Is the weak stock of Guangzhou Baiyunshan Pharmaceutical Holdings Company Limited (HKG: 874) a sign that the market could be wrong given its strong financial outlook?


Guangzhou Baiyunshan Pharmaceutical Holdings (HKG: 874) had a rough three-month period with its share price down 4.8%. However, stock prices are usually determined by a company’s long-term financial performance, which in this case looks quite promising. Specifically, we decided to study the ROE of Guangzhou Baiyunshan Pharmaceutical Holdings in this article.

ROE or return on equity is a useful tool to assess how effectively a company can generate the returns on investment it has received from its shareholders. In short, the ROE shows the profit that each dollar generates compared to the investments of its shareholders.

Check out our latest analysis for Guangzhou Baiyunshan Pharmaceutical Holdings

How do you calculate return on equity?

the formula for ROE is:

Return on equity = Net income (from continuing operations) ÷ Equity

So, based on the above formula, the ROE of Guangzhou Baiyunshan Pharmaceutical Holdings is:

12% = CN ¥ 3.8b ÷ CN ¥ 31b (Based on the last twelve months up to September 2021).

The “return” is the annual profit. This means that for every HK $ 1 worth of equity, the company generated HK $ 0.12 in profit.

What is the relationship between ROE and profit growth?
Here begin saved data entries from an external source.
use anyhow::{Context as AnyhowContext, Result, anyhow, bail};
use clap::{Parser, Subcommand};
use dagmaster::config::MasterConfig;
use dagmaster::model::loader::{load_workflow_definition_from_yaml, load_workflow_definitions_from_dir};
use dagmaster::model::{Command, FailureStrategy, Priority, WorkflowExecutionStatus};
use dagmaster::rpc::local::LoopbackWorkerClient;
use dagmaster::rpc::redis_transport::{RedisTaskEventSource, RedisWorkerClient};
use dagmaster::runtime::context::MasterContext;
use dagmaster::runtime::engine::Engine;
use dagmaster::runtime::redis_storage::RedisCommandQueue;
use std::path::PathBuf;
use std::sync::Arc;
use tracing::{error, info};

#[derive(Parser)]
#[command(author, version, about, long_about = None)]
struct Cli {
    #[command(subcommand)]
    command: Commands,
}

#[derive(Subcommand)]
enum Commands {
    /// Run one workflow definition to completion with in-process workers
    Run {
        /// Path to the workflow definition YAML file
        #[arg(long, short)]
        definition: PathBuf,

        /// Master config YAML file
        #[arg(long, short)]
        config: Option<PathBuf>,

        /// Command param JSON, e.g. '{"StartNodeList":"2"}'
        #[arg(long)]
        param: Option<String>,

        /// Stop scheduling new tasks after the first task failure
        #[arg(long)]
        fail_fast: bool,

        /// Number of dispatch loopers, overrides the config file
        #[arg(long)]
        loopers: Option<usize>,
    },

    /// Serve as a master: consume commands from Redis and dispatch to Redis workers
    Serve {
        /// Master config YAML file, must contain a `redis` section
        #[arg(long, short)]
        config: PathBuf,

        /// Directory with workflow definition YAML files to register
        #[arg(long)]
        definitions: PathBuf,

        /// Workflow definition codes to start once the master is up
        #[arg(long)]
        trigger: Vec<i64>,

        /// Number of dispatch loopers, overrides the config file
        #[arg(long)]
        loopers: Option<usize>,
    },
}

fn load_config(path: Option<&PathBuf>) -> Result<MasterConfig> {
    match path {
        Some(path) => MasterConfig::load(path),
        None => Ok(MasterConfig::default()),
    }
}

#[tokio::main]
async fn main() -> Result<()> {
    dagmaster::init_tracing("dagmaster=info");
    let cli = Cli::parse();

    match cli.command {
        Commands::Run { definition, config, param, fail_fast, loopers } => {
            let mut config = load_config(config.as_ref())?;
            if let Some(loopers) = loopers {
                config.dispatch_looper_count = loopers;
            }
            let definition = load_workflow_definition_from_yaml(&definition)?;
            let code = definition.code;
            info!(code, name = %definition.name, "Running workflow in standalone mode");

            let (workers, events) = LoopbackWorkerClient::new();
            let ctx = Arc::new(MasterContext::new(config, workers));
            let engine = Arc::new(Engine::new(ctx));
            engine.register_workflow_definition(definition).await?;
            engine.start(Arc::new(events));

            let mut command = Command::start(code).with_priority(Priority::Medium);
            if fail_fast {
                command = command.with_failure_strategy(FailureStrategy::End);
            }
            if let Some(param) = param {
                command = command.with_param(param);
            }
            let workflow_instance_id = engine.handle_command(command).await?;
            let state = engine.wait_for_completion(workflow_instance_id).await?;
            engine.shutdown().await;

            info!(workflow_instance_id, state = ?state, "Workflow finished");
            if state != WorkflowExecutionStatus::Success {
                bail!("workflow instance {} ended in {:?}", workflow_instance_id, state);
            }
        }

        Commands::Serve { config, definitions, trigger, loopers } => {
            let mut config = MasterConfig::load(&config)?;
            if let Some(loopers) = loopers {
                config.dispatch_looper_count = loopers;
            }
            let redis_config = config
                .redis
                .clone()
                .ok_or_else(|| anyhow!("serve mode needs a `redis` section in the config"))?;
            let client = redis::Client::open(redis_config.url.as_str())
                .with_context(|| format!("Invalid Redis URL {}", redis_config.url))?;

            let workers = Arc::new(RedisWorkerClient::new(client.clone(), redis_config.key_prefix.clone()));
            let events = Arc::new(RedisTaskEventSource::new(client.clone(), &redis_config.key_prefix));
            let commands = Arc::new(RedisCommandQueue::new(client, &redis_config.key_prefix));
            let ctx = Arc::new(MasterContext::new(config, workers).with_command_queue(commands));
            let engine = Arc::new(Engine::new(ctx));

            for definition in load_workflow_definitions_from_dir(&definitions)? {
                engine.register_workflow_definition(definition).await?;
            }
            engine.start(events);

            for code in trigger {
                if let Err(e) = engine.submit(Command::start(code)).await {
                    error!(code, error = %e, "Failed to submit start command");
                }
            }

            info!("Master ready, press Ctrl-C to stop");
            tokio::signal::ctrl_c().await?;
            engine.shutdown().await;
        }
    }

    Ok(())
}
use dashmap::DashMap;
use tokio::sync::mpsc;
use tracing::debug;

use crate::rpc::TaskStateEvent;

/// Inputs of a workflow runnable's event loop.
#[derive(Debug, Clone, PartialEq)]
pub enum WorkflowEvent {
    TaskStateChanged(TaskStateEvent),
    /// A task group slot was released elsewhere and handed to one of this workflow's tasks.
    TaskGroupSlotGranted { task_instance_id: i64 },
    Stop,
    Pause,
}

/// Routes events to the live workflow runnables, one channel per workflow instance.
#[derive(Default)]
pub struct WorkflowEventBus {
    channels: DashMap<i64, mpsc::UnboundedSender<WorkflowEvent>>,
}

impl WorkflowEventBus {
    pub fn new() -> Self {
        Self::default()
    }

    pub fn register(&self, workflow_instance_id: i64) -> mpsc::UnboundedReceiver<WorkflowEvent> {
        let (tx, rx) = mpsc::unbounded_channel();
        self.channels.insert(workflow_instance_id, tx);
        rx
    }

    pub fn unregister(&self, workflow_instance_id: i64) {
        self.channels.remove(&workflow_instance_id);
    }

    pub fn is_registered(&self, workflow_instance_id: i64) -> bool {
        self.channels.contains_key(&workflow_instance_id)
    }

    /// Returns false when no live runnable owns the workflow instance.
    pub fn publish(&self, workflow_instance_id: i64, event: WorkflowEvent) -> bool {
        let Some(tx) = self.channels.get(&workflow_instance_id) else {
            debug!(workflow_instance_id, event = ?event, "No live workflow for event, dropping it");
            return false;
        };
        tx.send(event).is_ok()
    }

    pub fn publish_task_event(&self, event: TaskStateEvent) -> bool {
        self.publish(event.workflow_instance_id, WorkflowEvent::TaskStateChanged(event))
    }
}
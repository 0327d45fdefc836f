use async_trait::async_trait;
use std::collections::HashMap;
use std::sync::Arc;
use std::sync::atomic::{AtomicUsize, Ordering};
use tracing::{debug, info, warn};

use crate::error::DispatchError;
use crate::model::{TaskExecutionStatus, TaskInstance};
use crate::rpc::{TaskStateEvent, WorkerClient};
use crate::runtime::event::WorkflowEventBus;
use crate::runtime::task::TaskExecutionRunnable;

/// Sends one task instance to wherever it executes.
#[async_trait]
pub trait TaskDispatcher: Send + Sync {
    async fn dispatch_task(&self, runnable: Arc<TaskExecutionRunnable>) -> Result<(), DispatchError>;
}

/// Picks the dispatcher for a task by its type, falling back to the default one.
pub struct TaskDispatchFactory {
    by_type: HashMap<String, Arc<dyn TaskDispatcher>>,
    default_dispatcher: Arc<dyn TaskDispatcher>,
}

impl TaskDispatchFactory {
    pub fn new(default_dispatcher: Arc<dyn TaskDispatcher>) -> Self {
        Self {
            by_type: HashMap::new(),
            default_dispatcher,
        }
    }

    pub fn with_dispatcher(mut self, task_type: &str, dispatcher: Arc<dyn TaskDispatcher>) -> Self {
        self.by_type.insert(task_type.to_uppercase(), dispatcher);
        self
    }

    pub fn get_task_dispatcher(&self, task: &TaskInstance) -> Arc<dyn TaskDispatcher> {
        self.by_type
            .get(&task.task_type.to_uppercase())
            .cloned()
            .unwrap_or_else(|| self.default_dispatcher.clone())
    }
}

/// Static worker group membership with round-robin host selection.
pub struct WorkerRegistry {
    groups: HashMap<String, (Vec<String>, AtomicUsize)>,
}

impl WorkerRegistry {
    pub fn new(worker_groups: &HashMap<String, Vec<String>>) -> Self {
        let groups = worker_groups
            .iter()
            .map(|(name, hosts)| (name.clone(), (hosts.clone(), AtomicUsize::new(0))))
            .collect();
        Self { groups }
    }

    pub fn select(&self, worker_group: &str) -> Option<String> {
        let (hosts, cursor) = self.groups.get(worker_group)?;
        if hosts.is_empty() {
            return None;
        }
        let index = cursor.fetch_add(1, Ordering::Relaxed) % hosts.len();
        Some(hosts[index].clone())
    }
}

/// Ships tasks to remote workers over the [`WorkerClient`].
pub struct WorkerTaskDispatcher {
    client: Arc<dyn WorkerClient>,
    registry: WorkerRegistry,
    event_bus: Arc<WorkflowEventBus>,
}

impl WorkerTaskDispatcher {
    pub fn new(client: Arc<dyn WorkerClient>, registry: WorkerRegistry, event_bus: Arc<WorkflowEventBus>) -> Self {
        Self {
            client,
            registry,
            event_bus,
        }
    }
}

#[async_trait]
impl TaskDispatcher for WorkerTaskDispatcher {
    async fn dispatch_task(&self, runnable: Arc<TaskExecutionRunnable>) -> Result<(), DispatchError> {
        let worker_group = runnable.update(|t| t.worker_group.clone());
        let host = self
            .registry
            .select(&worker_group)
            .ok_or_else(|| DispatchError::NoAvailableWorker(worker_group.clone()))?;

        if !runnable.mark_dispatched(&host) {
            debug!(task_instance_id = runnable.task_instance_id(), "Task left SUBMITTED_SUCCESS before send, skipping");
            return Ok(());
        }

        let request = runnable.build_dispatch_request();
        match self.client.dispatch(&host, request).await {
            Ok(response) if response.accepted => {
                info!(
                    task_instance_id = runnable.task_instance_id(),
                    workflow_instance_id = runnable.workflow_instance_id(),
                    host = %host,
                    "Task dispatched to worker"
                );
                self.event_bus.publish_task_event(
                    TaskStateEvent::new(
                        runnable.task_instance_id(),
                        runnable.workflow_instance_id(),
                        TaskExecutionStatus::Dispatch,
                    )
                    .with_host(host),
                );
                Ok(())
            }
            Ok(response) => {
                runnable.revert_dispatch();
                let reason = response.message.unwrap_or_else(|| "no reason given".to_string());
                warn!(task_instance_id = runnable.task_instance_id(), host = %host, reason = %reason, "Worker rejected task");
                Err(DispatchError::Rejected { host, reason })
            }
            Err(e) => {
                runnable.revert_dispatch();
                Err(e.into())
            }
        }
    }
}
use std::sync::Arc;
use tokio_util::sync::CancellationToken;
use tracing::{debug, error, info, warn};

use crate::config::DispatchRetryConfig;
use crate::dispatch::dispatcher::TaskDispatchFactory;
use crate::dispatch::queue::GlobalTaskDispatchWaitingQueue;
use crate::error::DispatchError;
use crate::model::TaskExecutionStatus;
use crate::rpc::TaskStateEvent;
use crate::runtime::event::WorkflowEventBus;
use crate::runtime::task::TaskExecutionRunnable;

/// Drains the global queue into the dispatchers. A failing entry never stops the loop.
pub struct GlobalTaskDispatchWaitingQueueLooper {
    name: String,
    queue: Arc<GlobalTaskDispatchWaitingQueue>,
    factory: Arc<TaskDispatchFactory>,
    retry: DispatchRetryConfig,
    event_bus: Arc<WorkflowEventBus>,
    cancel: CancellationToken,
}

impl GlobalTaskDispatchWaitingQueueLooper {
    pub fn new(
        name: impl Into<String>,
        queue: Arc<GlobalTaskDispatchWaitingQueue>,
        factory: Arc<TaskDispatchFactory>,
        retry: DispatchRetryConfig,
        event_bus: Arc<WorkflowEventBus>,
        cancel: CancellationToken,
    ) -> Self {
        Self {
            name: name.into(),
            queue,
            factory,
            retry,
            event_bus,
            cancel,
        }
    }

    pub async fn run(self) {
        info!(looper = %self.name, "Dispatch looper started");
        loop {
            let runnable = tokio::select! {
                _ = self.cancel.cancelled() => break,
                runnable = self.queue.take_task_execute_runnable() => runnable,
            };
            self.dispatch_one(runnable).await;
        }
        info!(looper = %self.name, "Dispatch looper stopped");
    }

    pub async fn dispatch_one(&self, runnable: Arc<TaskExecutionRunnable>) {
        let state = runnable.state();
        if state != TaskExecutionStatus::SubmittedSuccess {
            debug!(
                task_instance_id = runnable.task_instance_id(),
                state = ?state,
                "Dropping stale dispatch entry"
            );
            return;
        }

        let dispatcher = self.factory.get_task_dispatcher(&runnable.snapshot());
        let handle = {
            let runnable = runnable.clone();
            tokio::spawn(async move { dispatcher.dispatch_task(runnable).await })
        };

        match handle.await {
            Ok(Ok(())) => {}
            Ok(Err(e)) => self.handle_dispatch_error(runnable, e),
            Err(join_error) => {
                error!(
                    task_instance_id = runnable.task_instance_id(),
                    error = %join_error,
                    "Dispatcher panicked"
                );
                runnable.revert_dispatch();
                self.give_up(&runnable, TaskExecutionStatus::Failure);
            }
        }
    }

    fn handle_dispatch_error(&self, runnable: Arc<TaskExecutionRunnable>, e: DispatchError) {
        if runnable.is_cancelled() {
            debug!(task_instance_id = runnable.task_instance_id(), error = %e, "Dispatch failed for a cancelled task");
            self.give_up(&runnable, TaskExecutionStatus::Kill);
            return;
        }

        if e.is_transient() {
            if let Some(delay) = runnable.requeue_after_dispatch_failure(&self.retry) {
                warn!(
                    task_instance_id = runnable.task_instance_id(),
                    attempt = runnable.dispatch_failures(),
                    delay_ms = delay.as_millis() as u64,
                    error = %e,
                    "Dispatch failed, requeued with backoff"
                );
                return;
            }
            error!(
                task_instance_id = runnable.task_instance_id(),
                attempts = runnable.dispatch_failures(),
                error = %e,
                "Dispatch retries exhausted"
            );
        } else {
            error!(task_instance_id = runnable.task_instance_id(), error = %e, "Dispatch failed permanently");
        }
        self.give_up(&runnable, TaskExecutionStatus::Failure);
    }

    /// Reports a task that will never reach a worker to its workflow.
    fn give_up(&self, runnable: &Arc<TaskExecutionRunnable>, state: TaskExecutionStatus) {
        self.event_bus.publish_task_event(TaskStateEvent::new(
            runnable.task_instance_id(),
            runnable.workflow_instance_id(),
            state,
        ));
    }
}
So far, we’ve learned that ROE measures how efficiently a business generates profits. Based on how much of those profits the company reinvests or “withholds” and its efficiency, we are then able to assess a company’s profit growth potential. Assuming everything else is equal, companies that have both a higher return on equity and higher profit retention are usually the ones that have a higher growth rate than companies that do not have the same characteristics.

Guangzhou Baiyunshan Pharmaceutical Holdings profit growth and 12% ROE

For starters, the ROE of Guangzhou Baiyunshan Pharmaceutical Holdings seems acceptable. Even compared to the industry average of 11%, the company’s ROE looks quite decent. This probably partly explains the moderate 13% growth of Guangzhou Baiyunshan Pharmaceutical Holdings over the past five years, among other factors.

As the next step, we compared the net income growth of Guangzhou Baiyunshan Pharmaceutical Holdings with the industry and found that the company has a similar growth figure compared to the industry average growth rate of 11% over the course of the same period.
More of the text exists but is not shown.